CN109450935B - 云存储中可验证的语义安全的多关键词搜索方法 - Google Patents

Abstract

本发明涉及云存储中可验证的语义安全的多关键词搜索方法，包括系统初始化，TA与数据拥有者之间建立共享密钥，数据拥有者对数据文档及其索引的加密，TA生成查询陷门，云服务端安全查询，以及查询用户验证查询结果六个步骤，本发明通过内积谓词加密和双系统加密实现了对加密索引的语义安全的多关键词连接查询，通过引入可信的TA，实现了细粒度的授权，克服了传统的“0”或者“1”授权模型的缺点，TA对查询用户的查询资格进行验证并为通过验证的用户发送查询陷门，解决了数据拥有者需要一直在线的问题，本发明能实现细粒度授权，并且可以抵御词典攻击，可以验证查询结果正确性，是一种语义安全的多关键词搜索方法。

Description

云存储中可验证的语义安全的多关键词搜索方法

技术领域

本发明涉及加密搜索技术领域，具体涉及云存储中可验证的语义安全的多关键词搜索方法。

背景技术

云计算作为一种继分布式计算，网格计算等之后一种崭新的计算模式，可以提供强大的数据存储，管理和计算能力。

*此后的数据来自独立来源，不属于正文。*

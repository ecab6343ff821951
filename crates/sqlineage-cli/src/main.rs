//! sqlineage CLI - table-level lineage for SQL view definitions

mod args;
mod config;
mod output;

use std::path::PathBuf;
use std::process::ExitCode;

use clap::Parser;
use miette::Result;
use sqlineage_core::{
    ExportFormat, LineageDocument, LineageGraph, LoaderOptions, Pipeline, PipelineOptions,
    SqlDialect,
};

use crate::args::{Args, Command, Direction};
use crate::config::{Config, ExtractOverrides};
use crate::output::{print_entities, OutputFormatter};

fn main() -> ExitCode {
    let args = Args::parse();

    let level = if args.quiet {
        tracing::Level::ERROR
    } else {
        match args.verbose {
            0 => tracing::Level::WARN,
            1 => tracing::Level::INFO,
            2 => tracing::Level::DEBUG,
            _ => tracing::Level::TRACE,
        }
    };
    tracing_subscriber::fmt()
        .with_writer(std::io::stderr)
        .with_env_filter(
            tracing_subscriber::EnvFilter::from_default_env().add_directive(level.into()),
        )
        .init();

    match run(args) {
        Ok(has_warnings) => {
            if has_warnings {
                ExitCode::from(1)
            } else {
                ExitCode::SUCCESS
            }
        }
        Err(e) => {
            eprintln!("Error: {:?}", e);
            ExitCode::from(2)
        }
    }
}

/// Returns whether the run should fail on warnings
fn run(args: Args) -> Result<bool> {
    let quiet = args.quiet;
    let mut formatter = OutputFormatter::new(args.diagnostics);

    match args.command {
        Command::Extract {
            input,
            output,
            format,
            dialect,
            top_level_only,
            extensions,
            deny_warnings,
            config: config_path,
        } => {
            let config = match config_path {
                Some(path) => Config::from_file(&path)?,
                None => Config::find_and_load()?.unwrap_or_default(),
            };

            let format_arg = format.map(|f| ExportFormat::from(f).to_string());
            let config = config.merge_with_args(&ExtractOverrides {
                input: input.as_deref(),
                output: output.as_deref(),
                format: format_arg.as_deref(),
                dialect: dialect.as_deref(),
                top_level_only,
                extensions: &extensions,
            });

            let Some(input) = config.input.as_deref().map(PathBuf::from) else {
                miette::bail!("No input directory specified. Pass INPUT_DIR or set `input` in sqlineage.toml");
            };
            let Some(output) = config.output.as_deref().map(PathBuf::from) else {
                miette::bail!("No output file specified. Pass OUTPUT_FILE or set `output` in sqlineage.toml");
            };

            let dialect: SqlDialect = match &config.dialect {
                Some(d) => d.parse().map_err(|e: String| miette::miette!(e))?,
                None => SqlDialect::default(),
            };
            let export_format: ExportFormat = match &config.format {
                Some(f) => f.parse().map_err(|e: String| miette::miette!(e))?,
                None => ExportFormat::from_path(&output),
            };

            let mut loader = LoaderOptions::default();
            if let Some(recursive) = config.recursive {
                loader.recursive = recursive;
            }
            if !config.extensions.is_empty() {
                loader.extensions = config.extensions.clone();
            }

            let pipeline = Pipeline::new(PipelineOptions { dialect, loader });
            let run = pipeline.run(&input)?;
            run.document().write(&output, export_format)?;

            formatter.print_diagnostics(&run.diagnostics);
            if !quiet {
                eprintln!(
                    "Wrote {} entities and {} edges from {} file(s) to {}{}",
                    run.graph.len(),
                    run.graph.edge_count(),
                    run.files.len(),
                    output.display(),
                    if run.has_warnings() {
                        format!(" ({} warning(s))", run.diagnostics.len())
                    } else {
                        String::new()
                    }
                );
            }

            Ok(deny_warnings && run.has_warnings())
        }

        Command::Impact {
            lineage,
            entity,
            direction,
        } => {
            let graph = load_graph(&lineage)?;
            if !graph.contains(&entity) {
                miette::bail!("Entity '{}' not found in {}", entity, lineage.display());
            }

            if matches!(direction, Direction::Upstream | Direction::Both) {
                print_entities("Upstream", &graph.transitive_upstream(&entity));
            }
            if matches!(direction, Direction::Downstream | Direction::Both) {
                print_entities("Downstream", &graph.transitive_downstream(&entity));
            }

            Ok(false)
        }

        Command::Describe { lineage, entity } => {
            let graph = load_graph(&lineage)?;
            match graph.describe(&entity) {
                Some(summary) => println!("{}", summary),
                None => miette::bail!("Entity '{}' not found in {}", entity, lineage.display()),
            }

            Ok(false)
        }
    }
}

fn load_graph(path: &std::path::Path) -> Result<LineageGraph> {
    let document = LineageDocument::read(path)?;
    Ok(LineageGraph::from_document(&document))
}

近几年，随着云计算的迅速发展，很多公司或组织开始将数据外包到云端服务器，它不仅实现了用户随时随地访问远程数据,而且能减少用户的本地计算和维护开销。但是云服务器是由第三方互联网商业公司(如亚马逊、谷歌等)维护与管理的，通常与用户不属于同一个信任域。因此云计算带来便利服务的同时也可能产生严峻的安全隐患。为了保护数据安全和用户隐私，用户一般将数据加密后再存储在云服务器上。加密技术在保障外包数据安全和用户隐私的同时，也给实现安全而有效地密文搜索带来了巨大的挑战，而将所有密文下载到本地再进行解密则无疑会占用大量网络带宽和计算资源，因而也是不切实际的。

为了解决对加密数据的安全搜索问题，研究者已经提出了一些像同态加密，不经意的RAM(oblivious RAMs)，但这些方法因为高昂的计算开销而不切实际。相反更加实际的方法，如可搜索加密(Searchable encryption，简称SE)方案也已经被提出，SE方案可以实现用户直接对密文进行检索，接收到密文后再对其解密，从而得到用户想要的数据，而不需要下载所有密文，然后全部解密之后才能检索自己需要的内容，这样可以节省大量的通信开销和计算开销，实现了对云端数据的高效控制，但基于公钥加密算法的SE方案具有不能抵制词典攻击(dictionaryattack)的固有缺点。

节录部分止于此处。